● Records supplied
┌──
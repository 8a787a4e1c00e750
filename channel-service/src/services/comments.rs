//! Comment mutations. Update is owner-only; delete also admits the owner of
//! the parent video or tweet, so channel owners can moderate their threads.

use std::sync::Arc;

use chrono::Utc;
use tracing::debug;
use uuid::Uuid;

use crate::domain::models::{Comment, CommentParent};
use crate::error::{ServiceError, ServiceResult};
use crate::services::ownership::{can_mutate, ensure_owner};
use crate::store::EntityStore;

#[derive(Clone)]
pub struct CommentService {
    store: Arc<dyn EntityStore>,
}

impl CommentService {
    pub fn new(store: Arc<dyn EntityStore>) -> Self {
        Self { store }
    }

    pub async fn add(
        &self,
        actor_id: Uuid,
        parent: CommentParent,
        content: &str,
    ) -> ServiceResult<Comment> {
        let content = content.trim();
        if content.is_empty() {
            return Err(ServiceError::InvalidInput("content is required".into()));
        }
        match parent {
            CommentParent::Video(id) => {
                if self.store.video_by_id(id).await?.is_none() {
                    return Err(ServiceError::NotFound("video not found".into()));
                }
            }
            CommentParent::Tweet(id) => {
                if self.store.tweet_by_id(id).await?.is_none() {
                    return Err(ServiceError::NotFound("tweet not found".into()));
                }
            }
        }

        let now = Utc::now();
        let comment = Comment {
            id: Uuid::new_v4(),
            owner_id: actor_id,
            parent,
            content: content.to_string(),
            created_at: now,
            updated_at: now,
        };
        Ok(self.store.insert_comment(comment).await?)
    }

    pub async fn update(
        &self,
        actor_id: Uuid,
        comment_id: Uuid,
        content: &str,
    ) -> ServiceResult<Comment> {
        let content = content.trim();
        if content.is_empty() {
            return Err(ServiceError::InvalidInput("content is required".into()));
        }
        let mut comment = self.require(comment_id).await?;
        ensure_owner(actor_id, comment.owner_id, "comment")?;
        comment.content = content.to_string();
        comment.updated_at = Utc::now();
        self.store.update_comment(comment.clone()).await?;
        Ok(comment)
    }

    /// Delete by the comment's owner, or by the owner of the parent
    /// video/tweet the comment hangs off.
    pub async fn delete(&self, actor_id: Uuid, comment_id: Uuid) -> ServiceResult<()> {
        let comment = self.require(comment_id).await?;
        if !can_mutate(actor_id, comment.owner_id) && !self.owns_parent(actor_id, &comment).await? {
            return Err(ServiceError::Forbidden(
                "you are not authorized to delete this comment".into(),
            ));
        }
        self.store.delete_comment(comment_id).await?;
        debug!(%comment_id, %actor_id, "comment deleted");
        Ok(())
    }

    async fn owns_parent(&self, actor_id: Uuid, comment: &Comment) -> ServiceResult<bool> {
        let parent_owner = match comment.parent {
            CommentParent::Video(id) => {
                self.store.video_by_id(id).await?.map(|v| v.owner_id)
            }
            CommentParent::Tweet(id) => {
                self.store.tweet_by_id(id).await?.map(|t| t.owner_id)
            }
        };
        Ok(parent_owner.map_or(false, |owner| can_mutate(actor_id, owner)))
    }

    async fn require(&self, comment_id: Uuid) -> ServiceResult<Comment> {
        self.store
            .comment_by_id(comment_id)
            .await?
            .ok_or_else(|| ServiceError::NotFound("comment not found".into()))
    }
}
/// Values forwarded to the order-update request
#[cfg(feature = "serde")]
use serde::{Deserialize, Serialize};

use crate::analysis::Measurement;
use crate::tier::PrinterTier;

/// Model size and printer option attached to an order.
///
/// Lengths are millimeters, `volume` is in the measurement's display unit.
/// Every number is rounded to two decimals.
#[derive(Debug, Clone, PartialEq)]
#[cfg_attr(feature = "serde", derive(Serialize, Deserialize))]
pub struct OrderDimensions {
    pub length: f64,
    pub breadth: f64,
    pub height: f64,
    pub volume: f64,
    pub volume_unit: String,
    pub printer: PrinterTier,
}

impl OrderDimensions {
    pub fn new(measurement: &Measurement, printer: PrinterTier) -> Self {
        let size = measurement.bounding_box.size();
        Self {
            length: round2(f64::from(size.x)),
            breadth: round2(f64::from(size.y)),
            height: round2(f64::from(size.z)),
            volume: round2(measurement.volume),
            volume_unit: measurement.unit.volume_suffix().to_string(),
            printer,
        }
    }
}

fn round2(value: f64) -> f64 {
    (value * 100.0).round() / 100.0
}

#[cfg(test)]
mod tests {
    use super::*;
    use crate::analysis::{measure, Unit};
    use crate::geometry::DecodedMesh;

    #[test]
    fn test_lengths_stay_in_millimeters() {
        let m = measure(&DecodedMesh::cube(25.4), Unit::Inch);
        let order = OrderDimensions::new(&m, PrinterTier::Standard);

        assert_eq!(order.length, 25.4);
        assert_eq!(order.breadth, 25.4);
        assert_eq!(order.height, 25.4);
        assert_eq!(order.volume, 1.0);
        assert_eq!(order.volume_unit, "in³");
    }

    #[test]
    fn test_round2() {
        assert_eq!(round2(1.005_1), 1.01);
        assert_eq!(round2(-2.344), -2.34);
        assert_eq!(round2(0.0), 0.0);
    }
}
└──
┌──
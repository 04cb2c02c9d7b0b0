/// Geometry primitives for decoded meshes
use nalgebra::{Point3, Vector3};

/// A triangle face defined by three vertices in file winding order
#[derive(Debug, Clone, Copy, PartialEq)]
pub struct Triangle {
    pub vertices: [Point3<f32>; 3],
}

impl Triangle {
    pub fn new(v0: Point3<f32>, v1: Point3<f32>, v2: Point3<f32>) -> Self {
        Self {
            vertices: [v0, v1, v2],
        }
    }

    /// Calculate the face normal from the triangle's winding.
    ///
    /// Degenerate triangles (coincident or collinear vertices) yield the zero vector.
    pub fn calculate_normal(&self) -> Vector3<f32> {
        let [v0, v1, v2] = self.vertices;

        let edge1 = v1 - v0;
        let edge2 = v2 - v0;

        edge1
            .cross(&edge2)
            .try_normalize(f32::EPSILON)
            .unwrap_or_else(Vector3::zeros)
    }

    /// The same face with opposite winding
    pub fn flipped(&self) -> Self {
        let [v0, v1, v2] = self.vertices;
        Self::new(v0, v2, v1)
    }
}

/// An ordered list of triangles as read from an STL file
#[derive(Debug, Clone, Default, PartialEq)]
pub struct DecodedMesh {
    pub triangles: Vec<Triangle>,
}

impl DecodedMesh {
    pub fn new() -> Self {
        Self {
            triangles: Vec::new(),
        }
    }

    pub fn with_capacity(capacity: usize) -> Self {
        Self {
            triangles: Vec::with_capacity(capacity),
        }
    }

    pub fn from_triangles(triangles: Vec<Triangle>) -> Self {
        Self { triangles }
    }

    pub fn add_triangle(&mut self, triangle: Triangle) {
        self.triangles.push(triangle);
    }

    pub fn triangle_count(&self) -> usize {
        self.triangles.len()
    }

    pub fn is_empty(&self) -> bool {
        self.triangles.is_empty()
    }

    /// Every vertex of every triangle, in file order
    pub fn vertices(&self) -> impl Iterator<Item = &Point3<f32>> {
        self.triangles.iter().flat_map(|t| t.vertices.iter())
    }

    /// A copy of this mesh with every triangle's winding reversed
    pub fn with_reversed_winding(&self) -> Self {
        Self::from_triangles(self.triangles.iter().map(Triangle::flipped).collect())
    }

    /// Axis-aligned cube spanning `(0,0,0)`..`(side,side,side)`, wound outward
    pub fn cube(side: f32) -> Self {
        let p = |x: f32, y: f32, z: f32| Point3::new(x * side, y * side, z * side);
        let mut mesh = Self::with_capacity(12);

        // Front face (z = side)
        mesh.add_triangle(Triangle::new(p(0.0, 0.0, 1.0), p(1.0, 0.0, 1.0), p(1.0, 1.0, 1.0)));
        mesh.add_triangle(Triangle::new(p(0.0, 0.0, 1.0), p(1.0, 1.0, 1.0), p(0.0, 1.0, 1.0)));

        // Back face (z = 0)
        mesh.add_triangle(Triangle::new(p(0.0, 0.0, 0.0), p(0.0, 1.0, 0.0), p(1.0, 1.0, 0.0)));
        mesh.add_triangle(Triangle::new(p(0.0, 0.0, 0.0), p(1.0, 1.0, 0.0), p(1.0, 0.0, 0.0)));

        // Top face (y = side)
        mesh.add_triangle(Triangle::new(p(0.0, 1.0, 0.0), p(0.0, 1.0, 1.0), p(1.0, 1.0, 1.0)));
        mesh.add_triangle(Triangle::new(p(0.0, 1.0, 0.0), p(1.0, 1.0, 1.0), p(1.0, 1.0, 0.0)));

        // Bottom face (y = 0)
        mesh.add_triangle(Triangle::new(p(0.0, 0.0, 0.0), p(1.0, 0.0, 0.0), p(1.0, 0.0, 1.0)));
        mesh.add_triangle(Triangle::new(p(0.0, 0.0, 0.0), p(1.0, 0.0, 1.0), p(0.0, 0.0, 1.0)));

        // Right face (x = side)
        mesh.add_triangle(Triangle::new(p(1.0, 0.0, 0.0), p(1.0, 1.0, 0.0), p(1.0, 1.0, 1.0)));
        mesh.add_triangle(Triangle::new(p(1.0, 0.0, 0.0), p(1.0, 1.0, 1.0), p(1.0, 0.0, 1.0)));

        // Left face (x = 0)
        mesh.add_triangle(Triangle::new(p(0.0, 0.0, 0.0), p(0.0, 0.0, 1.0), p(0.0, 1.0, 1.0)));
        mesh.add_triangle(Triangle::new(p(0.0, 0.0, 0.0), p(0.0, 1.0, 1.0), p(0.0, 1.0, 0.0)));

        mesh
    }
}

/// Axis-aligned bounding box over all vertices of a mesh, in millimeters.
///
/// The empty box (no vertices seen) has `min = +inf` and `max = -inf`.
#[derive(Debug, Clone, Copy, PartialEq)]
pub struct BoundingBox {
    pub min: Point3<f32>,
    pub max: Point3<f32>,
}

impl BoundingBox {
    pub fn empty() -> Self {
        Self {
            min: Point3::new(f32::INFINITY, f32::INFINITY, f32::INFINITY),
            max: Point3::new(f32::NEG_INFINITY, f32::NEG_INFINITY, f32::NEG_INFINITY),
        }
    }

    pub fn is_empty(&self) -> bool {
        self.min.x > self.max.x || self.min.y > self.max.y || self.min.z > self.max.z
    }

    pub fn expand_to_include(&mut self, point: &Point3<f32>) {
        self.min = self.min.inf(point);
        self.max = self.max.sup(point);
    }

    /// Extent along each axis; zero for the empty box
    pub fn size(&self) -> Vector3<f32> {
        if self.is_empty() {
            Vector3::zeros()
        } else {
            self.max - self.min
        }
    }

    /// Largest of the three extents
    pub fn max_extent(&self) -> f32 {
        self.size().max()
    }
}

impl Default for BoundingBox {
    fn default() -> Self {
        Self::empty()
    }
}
└──
● What the task requires
Return, from the data, each line that has the word "feature" in it.

● The answer
#[cfg(feature = "serde")]
#[cfg_attr(feature = "serde", derive(Serialize, Deserialize))]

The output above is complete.